Respect the geek and his DIY Scooterputer

Tue, Jun 29, 2010


Respect the geek and his DIY Scooterputer

Kurt Schulz, scooterist and badass electronics geek, uses his powers for good to build the ultimate scooter computer.  This Swiss Army inspired device has indicators for: Battery voltage, Time and date, Temperature, Lean gauge with resettable max L-R indicators, Current speed, Resettable max speed indicator, Odometer, 2 resettable trip meters, Latitude and longitude readouts, Compass heading readout, GSM/GPRS quad-band cellular module and it can act as a Lo-Jack system; broadcasting its GPS whereabouts to Kurt’s cellphone. It’s MINDBLOWING how well thought out his system is. If you go to his link HERE> you can see how it was built and even find links to all the resources he discovered during his research.  A schematic too!

When he started out, Kurt was building a simple volt monitor. How did it grow into THIS monster? I’ll let Kurt tell it:

I spend a fair amount of time zipping around town on my scooter, and thought it would be cool to add a voltage monitor to warn when the battery might need recharging. Waiting until the electric starter no longer works is somehow lacking. So after an evening with an Arduino Duemilanove, I had a simple programmable voltage divider with 3 LEDs indicating battery low, good, and charging. Done.

That’s when I saw Liquidware’s very cool TouchShield Slide OLED display with touch screen. It was telling me it wanted to be on my scooter. It’s a bit overkill for just battery status, so I added temperature and time/date readouts. I went to and found a DS18B20 temperature sensor and a DS1307 RTC chip. Perfect. Oh wait, what’s this…an accelerometer? Sweet! Hey, a GPS chip…

And THAT’S how it happens, folks. I’m mostly impressed at the fact that Kurt didn’t just let his imagination run wild, but he actually followed through with it to completion! I may have gotten so excited during the brainstorm phase that I would have been overwhelmed at the thought of implementing it all! BRAVO KURT! Hats off to you and your awe inspiring, makesmanship!  And now, for a video:

Shout outs to TIM for the super nerdy scoop this morn!

9 Responses to “Respect the geek and his DIY Scooterputer”

  1. Art Says:

    Unnecessary electronic crap. It doesn’t take a computer genius to make these, people do it for cars all the time.
    Sorry to be so negative. There are so many unnecessary improvements to scooters lately that make them more crappy than an improvement.


  2. Casey Hooligan Says:

    Wow, I love to read about people coming up with their own solutions..
    Thus guy Kurt sounds like a pretty resourceful dude, and the fact that he’s taken the time to share the details of it’s construction is great!
    It’s got me thinking about what might be possible as far as engine monitoring and tuning..


  3. Steve Guzman Says:

    Hey Art! I like simplicity as much as the next guy. That’s what makes old 2-strokes and V-Dubs so appealing; but, it’s technology that pushes the outer limits of those old technologies.

    Real “system improvement” requires an initial data set to compare against. I believe one’s natural human senses are quite impressive, but when measuring improvement you need to gather hard data on performance and that takes a computer.

    Now, Kurt may not necessarily be going for system improvement with this but it gives me some ideas… with a few upgrades this might qualify as a cheap dyno.

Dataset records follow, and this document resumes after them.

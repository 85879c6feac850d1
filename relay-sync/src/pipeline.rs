//! Per-unit apply steps shared by the CLI commands.
//!
//! Each function plans, applies through the [`VcsExecutor`], and returns a
//! summary. They are the worker functions handed to the dispatcher.

use chrono::Utc;
use serde::Serialize;

use relay_core::{ProjectUnit, RefMapping};

use crate::error::SyncError;
use crate::refs::{HeadPlanOptions, RefSyncPlanner, TagPlanOptions};
use crate::tree::{TreeSyncPlanner, TreeSyncReport};
use crate::vcs::VcsExecutor;

/// What to push for a unit.
#[derive(Debug, Clone, Default)]
pub struct PushOptions {
    /// `None` skips branches.
    pub heads: Option<HeadPlanOptions>,
    /// `None` skips tags.
    pub tags: Option<TagPlanOptions>,
    /// Plan only.
    pub dry_run: bool,
}

/// Result of [`push_unit`].
#[derive(Debug, Clone, Serialize)]
pub struct PushOutcome {
    pub project: String,
    pub mappings: Vec<RefMapping>,
    pub pushed: bool,
}

/// Plan heads and tags, then push everything in a single batch.
pub fn push_unit(
    unit: &ProjectUnit,
    vcs: &dyn VcsExecutor,
    opts: &PushOptions,
) -> Result<PushOutcome, SyncError> {
    let planner = RefSyncPlanner::new(unit, vcs);
    let mut mappings = Vec::new();
    if let Some(heads) = &opts.heads {
        mappings.extend(planner.plan_heads(heads)?);
    }
    if let Some(tags) = &opts.tags {
        mappings.extend(planner.plan_tags(tags)?);
    }

    let mut outcome = PushOutcome {
        project: unit.name.to_string(),
        mappings,
        pushed: false,
    };
    if outcome.mappings.is_empty() {
        tracing::info!(project = %unit.name, "remote up to date");
        return Ok(outcome);
    }

    let refspecs: Vec<String> = outcome.mappings.iter().map(RefMapping::refspec).collect();
    if opts.dry_run {
        tracing::info!(project = %unit.name, refspecs = ?refspecs, "[dry-run] would push");
        return Ok(outcome);
    }

    vcs.push(&unit.remote, &refspecs)
        .map_err(|source| SyncError::Apply {
            project: unit.name.to_string(),
            source,
        })?;
    tracing::info!(project = %unit.name, count = refspecs.len(), "pushed");
    outcome.pushed = true;
    Ok(outcome)
}

/// How to mirror a unit's tree source.
#[derive(Debug, Clone, Default)]
pub struct MirrorOptions {
    /// Force quick-copy; `None` uses the unit's own setting.
    pub quick: Option<bool>,
    pub dry_run: bool,
    /// Commit message; defaults to `Mirror <source>`.
    pub message: Option<String>,
    /// Push after committing.
    pub push: Option<PushOptions>,
}

/// Result of [`mirror_unit`].
#[derive(Debug, Clone, Serialize)]
pub struct MirrorOutcome {
    pub project: String,
    pub report: TreeSyncReport,
    pub committed: bool,
    pub push: Option<PushOutcome>,
}

/// Sync the tree, commit it dated at the newest source mtime, then push.
pub fn mirror_unit(
    unit: &ProjectUnit,
    vcs: &dyn VcsExecutor,
    opts: &MirrorOptions,
) -> Result<MirrorOutcome, SyncError> {
    let planner = TreeSyncPlanner::for_unit(unit)?;
    let quick = opts
        .quick
        .or_else(|| unit.tree.as_ref().map(|t| t.quick_copy))
        .unwrap_or(false);

    let apply = |source: crate::error::VcsError| SyncError::Apply {
        project: unit.name.to_string(),
        source,
    };

    if opts.dry_run {
        let report = TreeSyncReport::tally(&planner.changes()?);
        tracing::info!(project = %unit.name, changes = report.changes(), "[dry-run] tree changes");
        return Ok(MirrorOutcome {
            project: unit.name.to_string(),
            report,
            committed: false,
            push: None,
        });
    }

    let report = if quick {
        planner.quick_copy()?
    } else {
        planner.sync()?
    };

    let mut committed = false;
    if !report.is_empty() {
        vcs.stage_all().map_err(apply)?;
        if vcs.has_staged_changes().map_err(apply)? {
            let message = opts
                .message
                .clone()
                .unwrap_or_else(|| format!("Mirror {}", planner.source().display()));
            let date = report.latest_mtime.unwrap_or_else(Utc::now);
            vcs.commit(&message, date).map_err(apply)?;
            committed = true;
            tracing::info!(project = %unit.name, date = %date, "committed tree sync");
        }
    }

    let push = match &opts.push {
        Some(push) => Some(push_unit(unit, vcs, push)?),
        None => None,
    };

    Ok(MirrorOutcome {
        project: unit.name.to_string(),
        report,
        committed,
        push,
    })
}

    On a side note, it seems like every new incarnation of the iPhone includes a new sensor. First it was the proximity sensor, accelerometer, then the GPS and compass, now the gyroscope. Might just need a dock to get the same data when the iPhone5 comes out.


  4. Dave Says:

    Its all well and good until you are so distracted by all the data that you don’t see that SUV until it’s to late. Like texting and driving


  5. Tim Says:

    Wow, what’s with all the bad vibes?

    I think it is a great accomplishment and I would love to have something like that on one of my bikes.


  6. Steve Guzman Says:

    Yeah, it’s been a bit tough around the scoop lately. A lot of the comment read like how I feel when I roll out of bed in the morning with old-man back pain. Grumble grumble.
    But, you know what? I rather know that someone grumbly was reading and giving their opinions than not getting any feedback at all.



  7. Jeffraham Prestonian Says:

    Yeah — I don’t see this being all that useful In Real Life, as they say… but it IS very cool, IMO.

    I considered trying to rig some sort of remote temperature sensor rig to my scooter’s cylinder, recently, not knowing if I could trust the factory setup. Alas, it seems I have a (as-yet-undetermined) cooling system issue. *sigh*


  8. Tim Says:

    Apart from the GPS based data, all of the information on the readout is useful for either the basic operation of the bike or helpful diagnostic data for the guy that wrenches on his own bike which I would assume is the case here.

    But the GPS/cell phone setup is a neat idea. Imagine if Binh had this on his Symba on his way to Alaska? All of us could follow his progress in real time. How cool would that be? There are currently commercial products being sold that do the same thing.